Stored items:
*** Begin section ***
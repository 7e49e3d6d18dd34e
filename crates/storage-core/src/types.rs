use std::collections::HashMap;

use chrono::{DateTime, Utc};
use serde::{Deserialize, Serialize};
use storage_types::BlobKey;

/// Default cap on enumeration results when the caller gives no limit.
pub const DEFAULT_LIST_LIMIT: usize = 1000;

/// Metadata key recording the caller's original file name.
pub const META_ORIGINAL_NAME: &str = "original-name";
/// Metadata key recording the attribution tag.
pub const META_UPLOADED_BY: &str = "uploaded-by";
/// Metadata key recording the upload time (RFC 3339).
pub const META_UPLOADED_AT: &str = "uploaded-at";

/// Options for storing an object.
#[derive(Debug, Clone)]
pub struct StoreOptions {
  /// Prefix prepended to the generated object name.
  pub prefix:                Option<String>,
  /// Who or what uploaded the object.
  pub uploaded_by:           Option<String>,
  /// Free-form metadata stored alongside the object.
  pub metadata:              HashMap<String, String>,
  /// Whether the returned address is the public URL.
  pub public:                bool,
  /// Overrides the provider's content-type allow-list for this call.
  pub allowed_content_types: Option<Vec<String>>,
}

impl Default for StoreOptions {
  fn default() -> Self {
    Self {
      prefix:                None,
      uploaded_by:           None,
      metadata:              HashMap::new(),
      public:                true,
      allowed_content_types: None,
    }
  }
}

impl StoreOptions {
  /// Sets the name prefix.
  #[must_use]
  pub fn with_prefix(mut self, prefix: impl Into<String>) -> Self {
    self.prefix = Some(prefix.into());
    self
  }

  /// Sets the attribution tag.
  #[must_use]
  pub fn with_uploaded_by(mut self, uploaded_by: impl Into<String>) -> Self {
    self.uploaded_by = Some(uploaded_by.into());
    self
  }

  /// Adds a metadata entry.
  #[must_use]
  pub fn with_metadata(
    mut self,
    key: impl Into<String>,
    value: impl Into<String>,
  ) -> Self {
    self.metadata.insert(key.into(), value.into());
    self
  }

  /// Marks the object as private; the returned address uses the scheme form.
  #[must_use]
  pub const fn private(mut self) -> Self {
    self.public = false;
    self
  }
}

/// The outcome of a successful store call.
#[derive(Debug, Clone, PartialEq, Eq, Serialize)]
pub struct UploadResult {
  /// Always `true` for a returned result; failures are errors.
  pub success:      bool,
  /// The address to persist downstream.
  pub address:      String,
  /// The generated object name.
  pub name:         String,
  /// The backend-native key.
  pub key:          BlobKey,
  /// Size in bytes.
  pub size:         u64,
  /// The normalized content type.
  pub content_type: String,
  /// Echo of the caller-supplied metadata.
  pub metadata:     HashMap<String, String>,
}

/// A snapshot of one stored object's attributes.
#[derive(Debug, Clone, PartialEq, Eq, Serialize, Deserialize)]
pub struct StoredObject {
  /// The object's address in the provider's canonical public form.
  pub address:      String,
  /// The backend-native key.
  pub key:          BlobKey,
  /// Size in bytes.
  pub size:         u64,
  /// Content type, when known.
  pub content_type: Option<String>,
  /// Creation time, when known.
  pub created_at:   Option<DateTime<Utc>>,
  /// Last update time, when known.
  pub updated_at:   Option<DateTime<Utc>>,
  /// Entity tag, when the backend provides one.
  pub etag:         Option<String>,
  /// Custom metadata.
  pub metadata:     HashMap<String, String>,
}

/// Options for enumerating objects.
#[derive(Debug, Clone, Copy, Default)]
pub struct ListOptions {
  /// Maximum number of objects to return.
  pub limit: Option<usize>,
}

impl ListOptions {
  /// A listing capped at `limit` objects.
  #[must_use]
  pub const fn limit(limit: usize) -> Self { Self { limit: Some(limit) } }

  /// A listing without a cap. Only for full scans.
  #[must_use]
  pub const fn unbounded() -> Self { Self { limit: Some(usize::MAX) } }

  /// The limit in effect, falling back to [`DEFAULT_LIST_LIMIT`].
  #[must_use]
  pub fn effective_limit(&self) -> usize {
    self.limit.unwrap_or(DEFAULT_LIST_LIMIT)
  }
}

/// Options for creating the bucket or directory.
#[derive(Debug, Clone, Default)]
pub struct ContainerOptions {
  /// Whether new objects should be publicly readable by default.
  pub public:   bool,
  /// Bucket location or region, where the backend needs one.
  pub location: Option<String>,
}
//! Shared value types for the object-storage providers.

mod blob_key;
mod capabilities;
mod provider_kind;

pub use self::{
  blob_key::BlobKey,
  capabilities::ProviderCapabilities,
  provider_kind::{ProviderKind, UnknownProviderKind, is_cloud_address},
};
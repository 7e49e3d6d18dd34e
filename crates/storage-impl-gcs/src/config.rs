use std::path::PathBuf;

use storage_core::UploadPolicy;

/// Folder used when none is configured.
pub const DEFAULT_FOLDER: &str = "product-images";

/// Configuration for [`GcsStorage`](crate::GcsStorage).
#[derive(Debug, Clone)]
pub struct GcsConfig {
  /// Bucket name.
  pub bucket:           String,
  /// Project that owns the bucket; needed to create it.
  pub project_id:       Option<String>,
  /// Service account or application credentials file. `None` means ambient
  /// application default credentials.
  pub credentials_path: Option<PathBuf>,
  /// Logical folder new objects are stored under.
  pub folder:           String,
  /// Input policy applied to uploads.
  pub policy:           UploadPolicy,
}

impl GcsConfig {
  /// A configuration for `bucket` with every other field defaulted.
  #[must_use]
  pub fn new(bucket: impl Into<String>) -> Self {
    Self {
      bucket:           bucket.into(),
      project_id:       None,
      credentials_path: None,
      folder:           DEFAULT_FOLDER.to_owned(),
      policy:           UploadPolicy::default(),
    }
  }
}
*** End section ***
▶ WHAT TO PRODUCE
What is needed is every line from the start of the entries through the line containing "pub const fn private(mut", returned word for word and nothing else.

▶ TASK SOLUTION
repository 7e49e3d6d18dd34e
filename crates/storage-core/src/types.rs
use std::collections::HashMap;

use chrono::{DateTime, Utc};
use serde::{Deserialize, Serialize};
use storage_types::BlobKey;

/// Default cap on enumeration results when the caller gives no limit.
pub const DEFAULT_LIST_LIMIT: usize = 1000;

/// Metadata key recording the caller's original file name.
pub const META_ORIGINAL_NAME: &str = "original-name";
/// Metadata key recording the attribution tag.
pub const META_UPLOADED_BY: &str = "uploaded-by";
/// Metadata key recording the upload time (RFC 3339).
pub const META_UPLOADED_AT: &str = "uploaded-at";

/// Options for storing an object.
#[derive(Debug, Clone)]
pub struct StoreOptions {
  /// Prefix prepended to the generated object name.
  pub prefix:                Option<String>,
  /// Who or what uploaded the object.
  pub uploaded_by:           Option<String>,
  /// Free-form metadata stored alongside the object.
  pub metadata:              HashMap<String, String>,
  /// Whether the returned address is the public URL.
  pub public:                bool,
  /// Overrides the provider's content-type allow-list for this call.
  pub allowed_content_types: Option<Vec<String>>,
}

impl Default for StoreOptions {
  fn default() -> Self {
    Self {
      prefix:                None,
      uploaded_by:           None,
      metadata:              HashMap::new(),
      public:                true,
      allowed_content_types: None,
    }
  }
}

impl StoreOptions {
  /// Sets the name prefix.
  #[must_use]
  pub fn with_prefix(mut self, prefix: impl Into<String>) -> Self {
    self.prefix = Some(prefix.into());
    self
  }

  /// Sets the attribution tag.
  #[must_use]
  pub fn with_uploaded_by(mut self, uploaded_by: impl Into<String>) -> Self {
    self.uploaded_by = Some(uploaded_by.into());
    self
  }

  /// Adds a metadata entry.
  #[must_use]
  pub fn with_metadata(
    mut self,
    key: impl Into<String>,
    value: impl Into<String>,
  ) -> Self {
    self.metadata.insert(key.into(), value.into());
    self
  }

  /// Marks the object as private; the returned address uses the scheme form.
  #[must_use]
  pub const fn private(mut self) -> Self {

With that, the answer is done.